Give the line containing "#[derive(Error, Debug)]" again, exactly, along with all later lines of the entries, through the last one.
*** Provided records ***
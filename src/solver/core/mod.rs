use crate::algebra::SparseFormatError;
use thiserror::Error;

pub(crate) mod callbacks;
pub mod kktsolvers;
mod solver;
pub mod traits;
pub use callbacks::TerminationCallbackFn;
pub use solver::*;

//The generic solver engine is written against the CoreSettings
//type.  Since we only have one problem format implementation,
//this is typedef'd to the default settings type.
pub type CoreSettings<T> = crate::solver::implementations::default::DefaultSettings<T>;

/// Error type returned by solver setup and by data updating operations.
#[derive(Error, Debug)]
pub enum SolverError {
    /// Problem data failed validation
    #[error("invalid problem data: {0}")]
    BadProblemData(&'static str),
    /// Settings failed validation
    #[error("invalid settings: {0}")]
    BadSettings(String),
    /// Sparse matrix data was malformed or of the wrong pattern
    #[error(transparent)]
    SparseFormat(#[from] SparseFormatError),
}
*** End of Provided records ***
• Result:
#[derive(Error, Debug)]
pub enum SolverError {
    /// Problem data failed validation
    #[error("invalid problem data: {0}")]
    BadProblemData(&'static str),
    /// Settings failed validation
    #[error("invalid settings: {0}")]
    BadSettings(String),
    /// Sparse matrix data was malformed or of the wrong pattern
    #[error(transparent)]
    SparseFormat(#[from] SparseFormatError),
}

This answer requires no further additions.